The UK's biggest insurer Aviva has revealed details of a planned friendly takeover offer for its domestic rival Prudential. The deal, reportedly worth a total of GBP17 billion, has been published so that shareholders of both companies can informally inspect the offer. However, Prudential has already rejected the approach.

Norwich Union owner Aviva said that it made a written proposal to the board of Prudential for a merger on March 16. Although Aviva said it is not prepared to launch a hostile takeover, it has provided shareholders access to the details in the hope of generating support for the idea.

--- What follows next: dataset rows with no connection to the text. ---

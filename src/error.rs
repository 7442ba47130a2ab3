use thiserror::Error;

use crate::file_store::FileStoreError;
use crate::packet::{ErrorCode, PacketFormatError};

/// Reasons for a transfer session to end in the 'errored' state.
///
/// Malformed datagrams, datagrams from unknown transfer IDs and single timeouts are recovered
///  inside the session and never surface here.
#[derive(Debug, Error)]
pub enum TransferError {
    /// wrong packet type or out-of-order block; the peer was sent an 'illegal operation' error
    #[error("protocol violation: {0}")]
    ProtocolViolation(String),
    #[error("transfer aborted: no valid reply after {attempts} attempts")]
    TransferAborted { attempts: u32 },
    #[error("peer reported error {code:?}: {message}")]
    RemoteError { code: ErrorCode, message: String },
    #[error(transparent)]
    FileStore(#[from] FileStoreError),
    #[error("file needs more than {max_blocks} blocks")]
    FileTooLarge { max_blocks: u16 },
    #[error("socket closed")]
    SocketClosed,
    #[error("cannot encode packet: {0}")]
    Encoding(#[from] PacketFormatError),
}
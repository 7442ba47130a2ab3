use std::net::{Ipv4Addr, Ipv6Addr, SocketAddr};
use std::sync::Arc;

use bytes::Bytes;
use tracing::{info, span, Instrument, Level};

use crate::config::TftpConfig;
use crate::error::TransferError;
use crate::file_store::FileStore;
use crate::packet::{Packet, MAX_BLOCK_NUMBER, MAX_DATA_LEN};
use crate::session::TransferSession;
use crate::transfer_socket::{CloseSignal, TransferSocket, UdpTransferSocket};

const TRANSFER_MODE: &str = "octet";

/// Runs single transfers against a server - or against a proxy standing in for the server, the
///  client cannot tell the difference.
///
/// Each transfer uses a fresh ephemeral socket, so its port is a new transfer ID.
pub struct TftpClient {
    config: Arc<TftpConfig>,
    target: SocketAddr,
    store: Arc<dyn FileStore>,
    close: CloseSignal,
}

impl TftpClient {
    pub fn new(config: Arc<TftpConfig>, target: SocketAddr, store: Arc<dyn FileStore>) -> TftpClient {
        TftpClient {
            config,
            target,
            store,
            close: CloseSignal::new(),
        }
    }

    /// raising this signal aborts a running transfer
    pub fn close_signal(&self) -> CloseSignal {
        self.close.clone()
    }

    /// sends the local file `local_name` to the server, storing it there as `remote_name`
    pub async fn upload(&self, local_name: &str, remote_name: &str) -> anyhow::Result<()> {
        let data = self.store.read_all(local_name).await
            .map_err(TransferError::from)?;
        if data.len() / MAX_DATA_LEN + 1 > MAX_BLOCK_NUMBER as usize {
            return Err(TransferError::FileTooLarge { max_blocks: MAX_BLOCK_NUMBER }.into());
        }

        let request = Packet::WriteRequest { filename: remote_name.to_string(), mode: TRANSFER_MODE.to_string() };
        let socket = self.open_socket().await?;
        let span = span!(Level::INFO, "session", side = "client", op = "put", file = %remote_name, peer = ?self.target);

        async {
            info!("uploading {} ({} bytes)", local_name, data.len());
            let mut session = TransferSession::open_request(self.config.session_config(), socket, self.target, request).await?;
            session.send_file(Bytes::from(data)).await?;
            info!("upload complete");
            Ok::<_, anyhow::Error>(())
        }.instrument(span).await
    }

    /// fetches `remote_name` from the server into the local file `local_name`. The local file
    ///  is created when the first block arrives, and it must not exist before.
    pub async fn download(&self, remote_name: &str, local_name: &str) -> anyhow::Result<()> {
        let request = Packet::ReadRequest { filename: remote_name.to_string(), mode: TRANSFER_MODE.to_string() };
        let socket = self.open_socket().await?;
        let span = span!(Level::INFO, "session", side = "client", op = "get", file = %remote_name, peer = ?self.target);

        async {
            info!("downloading to {}", local_name);
            let mut session = TransferSession::open_request(self.config.session_config(), socket, self.target, request).await?;
            session.receive_file(self.store.as_ref(), local_name, true).await?;
            info!("download complete");
            Ok::<_, anyhow::Error>(())
        }.instrument(span).await
    }

    async fn open_socket(&self) -> anyhow::Result<Arc<dyn TransferSocket>> {
        let ip = if self.target.is_ipv4() { Ipv4Addr::UNSPECIFIED.into() } else { Ipv6Addr::UNSPECIFIED.into() };
        let socket = UdpTransferSocket::bind(SocketAddr::new(ip, 0), self.close.subscribe()).await?;
        Ok(Arc::new(socket))
    }
}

The UK market leader is proposing a bigger dividend and estimated cost savings of GBP230 million per annum before tax.

Aviva is proposing a merger ration of 82 new Aviva shares per 100 Prudential shares held, which represents a 10% premium for Prudential shareholders, and a dividend uplift of 37%. The group would also put Richard Harvey, Aviva’s chief executive, in charge.

Mr Harvey said: This is a real opportunity to create a leading player in the global savings, investments and insurance market. The group would have significant presence and growth opportunities in Europe, Asia and the US. This is a value-creating proposition for the shareholders of both companies.

Prudential, which released full-year results last week, said the proposal was unsolicited and unwelcome. Sir David Clementi, chairman of Prudential, said: Last week’s strong results demonstrate the positive momentum of Prudential’s businesses and the exciting prospects evident under our new management team. The board does not believe the proposal is in the interests of Prudential shareholders.

A merger would create a British insurance group worth GBP37 billion. However, the proposal may spark a bidding war with insurers such as France’s Axa and US group AIG potentially also making an offer.